- Task goal:
Return the data below exactly, stopping after the line with "(None, Some(_)) =>".
[[ Exercise data, beginning ]]
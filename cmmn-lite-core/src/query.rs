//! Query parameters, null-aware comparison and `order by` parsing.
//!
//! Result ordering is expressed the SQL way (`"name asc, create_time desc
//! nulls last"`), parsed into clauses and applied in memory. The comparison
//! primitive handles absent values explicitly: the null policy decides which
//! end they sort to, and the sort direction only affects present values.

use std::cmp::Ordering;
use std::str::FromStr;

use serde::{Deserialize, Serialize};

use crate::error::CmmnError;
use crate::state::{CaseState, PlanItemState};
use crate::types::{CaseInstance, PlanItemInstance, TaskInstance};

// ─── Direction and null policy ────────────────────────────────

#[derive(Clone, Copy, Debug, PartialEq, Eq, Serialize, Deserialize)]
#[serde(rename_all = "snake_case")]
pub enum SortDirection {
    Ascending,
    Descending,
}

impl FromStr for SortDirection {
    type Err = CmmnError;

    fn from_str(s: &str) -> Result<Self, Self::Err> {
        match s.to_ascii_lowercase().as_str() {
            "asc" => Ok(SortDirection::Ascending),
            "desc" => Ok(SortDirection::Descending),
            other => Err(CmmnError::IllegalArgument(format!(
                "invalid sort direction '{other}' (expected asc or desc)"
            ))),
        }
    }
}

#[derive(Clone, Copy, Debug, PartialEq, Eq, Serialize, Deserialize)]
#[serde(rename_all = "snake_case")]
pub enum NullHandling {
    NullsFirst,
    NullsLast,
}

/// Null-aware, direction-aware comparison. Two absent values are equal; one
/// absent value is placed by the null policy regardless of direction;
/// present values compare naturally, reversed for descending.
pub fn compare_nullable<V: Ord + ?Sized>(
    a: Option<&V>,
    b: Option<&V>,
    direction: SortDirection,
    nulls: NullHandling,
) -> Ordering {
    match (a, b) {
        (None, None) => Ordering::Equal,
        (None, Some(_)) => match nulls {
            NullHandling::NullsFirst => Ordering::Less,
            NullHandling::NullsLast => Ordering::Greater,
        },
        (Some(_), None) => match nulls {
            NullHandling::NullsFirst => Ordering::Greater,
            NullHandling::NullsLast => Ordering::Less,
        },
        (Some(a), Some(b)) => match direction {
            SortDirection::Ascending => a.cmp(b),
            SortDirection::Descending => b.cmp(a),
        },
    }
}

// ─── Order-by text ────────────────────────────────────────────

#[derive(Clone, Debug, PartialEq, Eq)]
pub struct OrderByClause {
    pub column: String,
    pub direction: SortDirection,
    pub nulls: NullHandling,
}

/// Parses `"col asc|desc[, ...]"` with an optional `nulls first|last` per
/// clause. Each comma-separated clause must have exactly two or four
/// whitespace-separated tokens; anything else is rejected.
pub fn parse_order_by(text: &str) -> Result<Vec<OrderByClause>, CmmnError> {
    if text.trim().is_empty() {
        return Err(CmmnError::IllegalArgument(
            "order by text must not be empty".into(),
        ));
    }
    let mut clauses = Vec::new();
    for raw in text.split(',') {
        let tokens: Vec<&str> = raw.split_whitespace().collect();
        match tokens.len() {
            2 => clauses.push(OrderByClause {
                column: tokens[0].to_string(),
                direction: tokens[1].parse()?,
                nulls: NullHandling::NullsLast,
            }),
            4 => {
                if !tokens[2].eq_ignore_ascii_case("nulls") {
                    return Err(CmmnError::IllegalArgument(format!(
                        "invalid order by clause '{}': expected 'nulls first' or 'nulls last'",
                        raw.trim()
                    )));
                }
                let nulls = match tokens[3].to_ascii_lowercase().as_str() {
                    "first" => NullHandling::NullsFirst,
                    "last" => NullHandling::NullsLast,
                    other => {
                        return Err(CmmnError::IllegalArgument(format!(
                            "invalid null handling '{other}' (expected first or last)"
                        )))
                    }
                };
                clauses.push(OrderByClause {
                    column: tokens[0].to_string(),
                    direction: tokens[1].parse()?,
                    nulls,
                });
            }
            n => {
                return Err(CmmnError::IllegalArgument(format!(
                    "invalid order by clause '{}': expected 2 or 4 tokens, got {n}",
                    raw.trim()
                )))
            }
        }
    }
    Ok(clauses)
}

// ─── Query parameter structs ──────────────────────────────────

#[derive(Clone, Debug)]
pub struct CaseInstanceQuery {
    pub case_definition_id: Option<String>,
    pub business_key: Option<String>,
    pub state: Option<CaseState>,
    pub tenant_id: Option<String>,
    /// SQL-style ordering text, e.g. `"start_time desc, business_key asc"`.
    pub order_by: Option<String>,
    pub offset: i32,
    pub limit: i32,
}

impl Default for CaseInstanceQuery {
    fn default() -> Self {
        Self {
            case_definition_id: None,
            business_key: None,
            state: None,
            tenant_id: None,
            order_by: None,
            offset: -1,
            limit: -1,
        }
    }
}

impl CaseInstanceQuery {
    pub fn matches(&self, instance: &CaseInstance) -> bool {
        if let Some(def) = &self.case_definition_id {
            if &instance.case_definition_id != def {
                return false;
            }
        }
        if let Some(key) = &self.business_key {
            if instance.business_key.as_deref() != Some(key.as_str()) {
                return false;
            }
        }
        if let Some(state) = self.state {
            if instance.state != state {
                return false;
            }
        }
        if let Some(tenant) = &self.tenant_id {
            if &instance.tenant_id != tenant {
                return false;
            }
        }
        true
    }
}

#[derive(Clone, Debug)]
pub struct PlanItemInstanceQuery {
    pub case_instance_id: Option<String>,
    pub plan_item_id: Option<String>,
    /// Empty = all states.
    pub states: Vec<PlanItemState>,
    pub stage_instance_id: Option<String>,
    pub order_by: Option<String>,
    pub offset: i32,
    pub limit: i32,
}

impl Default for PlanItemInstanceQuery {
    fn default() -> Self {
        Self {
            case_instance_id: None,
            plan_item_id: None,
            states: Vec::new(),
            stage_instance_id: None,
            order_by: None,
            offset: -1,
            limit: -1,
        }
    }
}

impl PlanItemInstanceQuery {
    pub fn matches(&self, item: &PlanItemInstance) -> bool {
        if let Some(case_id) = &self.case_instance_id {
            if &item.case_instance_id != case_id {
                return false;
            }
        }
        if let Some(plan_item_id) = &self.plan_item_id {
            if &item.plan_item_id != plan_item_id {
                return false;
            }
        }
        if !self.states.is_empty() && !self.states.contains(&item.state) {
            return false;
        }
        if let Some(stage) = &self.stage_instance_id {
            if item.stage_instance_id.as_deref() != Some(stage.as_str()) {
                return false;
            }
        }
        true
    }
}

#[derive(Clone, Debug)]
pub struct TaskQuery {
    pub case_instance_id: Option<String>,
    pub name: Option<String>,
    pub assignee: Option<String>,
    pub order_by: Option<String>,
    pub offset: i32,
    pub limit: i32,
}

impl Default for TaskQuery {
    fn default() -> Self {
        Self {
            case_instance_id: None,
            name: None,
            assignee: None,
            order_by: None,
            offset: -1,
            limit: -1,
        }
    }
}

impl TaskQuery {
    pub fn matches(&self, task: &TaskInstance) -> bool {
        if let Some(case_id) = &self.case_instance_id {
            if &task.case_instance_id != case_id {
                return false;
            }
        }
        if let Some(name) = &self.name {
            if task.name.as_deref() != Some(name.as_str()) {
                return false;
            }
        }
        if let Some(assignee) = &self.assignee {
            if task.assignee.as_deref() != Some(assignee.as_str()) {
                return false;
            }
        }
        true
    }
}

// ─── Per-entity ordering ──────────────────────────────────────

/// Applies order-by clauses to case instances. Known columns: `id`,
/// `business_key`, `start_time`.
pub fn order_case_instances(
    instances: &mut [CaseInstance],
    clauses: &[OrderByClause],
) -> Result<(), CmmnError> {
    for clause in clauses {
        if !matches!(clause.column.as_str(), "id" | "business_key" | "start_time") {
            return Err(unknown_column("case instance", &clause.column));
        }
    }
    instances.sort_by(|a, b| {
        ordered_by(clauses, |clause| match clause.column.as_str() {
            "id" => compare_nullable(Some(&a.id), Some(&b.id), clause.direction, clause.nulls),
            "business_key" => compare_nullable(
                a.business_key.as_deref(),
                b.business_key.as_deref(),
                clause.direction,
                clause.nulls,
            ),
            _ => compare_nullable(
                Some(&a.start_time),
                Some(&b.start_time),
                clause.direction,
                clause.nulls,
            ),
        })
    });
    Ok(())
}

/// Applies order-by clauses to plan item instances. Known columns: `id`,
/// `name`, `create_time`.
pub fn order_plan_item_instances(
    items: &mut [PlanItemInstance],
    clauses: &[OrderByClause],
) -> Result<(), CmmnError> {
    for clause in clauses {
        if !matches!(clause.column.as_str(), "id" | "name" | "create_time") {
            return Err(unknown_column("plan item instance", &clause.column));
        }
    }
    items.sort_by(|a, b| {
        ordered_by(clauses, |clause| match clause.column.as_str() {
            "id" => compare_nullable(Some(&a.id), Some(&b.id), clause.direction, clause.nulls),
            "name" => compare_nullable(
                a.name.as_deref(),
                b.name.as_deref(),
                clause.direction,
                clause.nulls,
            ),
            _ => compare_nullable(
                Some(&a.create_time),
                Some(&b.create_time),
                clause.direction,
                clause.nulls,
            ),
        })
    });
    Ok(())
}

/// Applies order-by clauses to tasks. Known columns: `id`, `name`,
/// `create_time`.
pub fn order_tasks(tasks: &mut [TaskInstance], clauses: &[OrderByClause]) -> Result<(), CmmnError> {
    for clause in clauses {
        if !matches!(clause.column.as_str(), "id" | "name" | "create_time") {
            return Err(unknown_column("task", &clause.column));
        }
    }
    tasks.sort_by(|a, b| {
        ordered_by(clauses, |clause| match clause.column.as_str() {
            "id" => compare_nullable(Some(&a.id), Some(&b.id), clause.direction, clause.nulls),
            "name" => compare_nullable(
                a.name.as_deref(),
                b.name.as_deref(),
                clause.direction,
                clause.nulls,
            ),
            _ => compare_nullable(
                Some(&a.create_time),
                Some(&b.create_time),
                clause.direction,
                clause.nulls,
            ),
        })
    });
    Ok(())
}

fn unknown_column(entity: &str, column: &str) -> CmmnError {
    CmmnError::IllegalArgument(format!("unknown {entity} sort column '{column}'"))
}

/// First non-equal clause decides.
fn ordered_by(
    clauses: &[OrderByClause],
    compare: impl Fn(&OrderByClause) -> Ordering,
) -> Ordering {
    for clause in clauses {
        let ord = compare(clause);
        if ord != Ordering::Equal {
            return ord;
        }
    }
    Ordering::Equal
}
[[ Exercise data, end ]]
- Response area:
filename cmmn-lite-core/src/query.rs
//! Query parameters, null-aware comparison and `order by` parsing.
//!
//! Result ordering is expressed the SQL way (`"name asc, create_time desc
//! nulls last"`), parsed into clauses and applied in memory. The comparison
//! primitive handles absent values explicitly: the null policy decides which
//! end they sort to, and the sort direction only affects present values.

use std::cmp::Ordering;
use std::str::FromStr;

use serde::{Deserialize, Serialize};

use crate::error::CmmnError;
use crate::state::{CaseState, PlanItemState};
use crate::types::{CaseInstance, PlanItemInstance, TaskInstance};

// ─── Direction and null policy ────────────────────────────────

#[derive(Clone, Copy, Debug, PartialEq, Eq, Serialize, Deserialize)]
#[serde(rename_all = "snake_case")]
pub enum SortDirection {
    Ascending,
    Descending,
}

impl FromStr for SortDirection {
    type Err = CmmnError;

    fn from_str(s: &str) -> Result<Self, Self::Err> {
        match s.to_ascii_lowercase().as_str() {
            "asc" => Ok(SortDirection::Ascending),
            "desc" => Ok(SortDirection::Descending),
            other => Err(CmmnError::IllegalArgument(format!(
                "invalid sort direction '{other}' (expected asc or desc)"
            ))),
        }
    }
}

#[derive(Clone, Copy, Debug, PartialEq, Eq, Serialize, Deserialize)]
#[serde(rename_all = "snake_case")]
pub enum NullHandling {
    NullsFirst,
    NullsLast,
}

/// Null-aware, direction-aware comparison. Two absent values are equal; one
/// absent value is placed by the null policy regardless of direction;
/// present values compare naturally, reversed for descending.
pub fn compare_nullable<V: Ord + ?Sized>(
    a: Option<&V>,
    b: Option<&V>,
    direction: SortDirection,
    nulls: NullHandling,
) -> Ordering {
    match (a, b) {
        (None, None) => Ordering::Equal,
        (None, Some(_)) => match nulls {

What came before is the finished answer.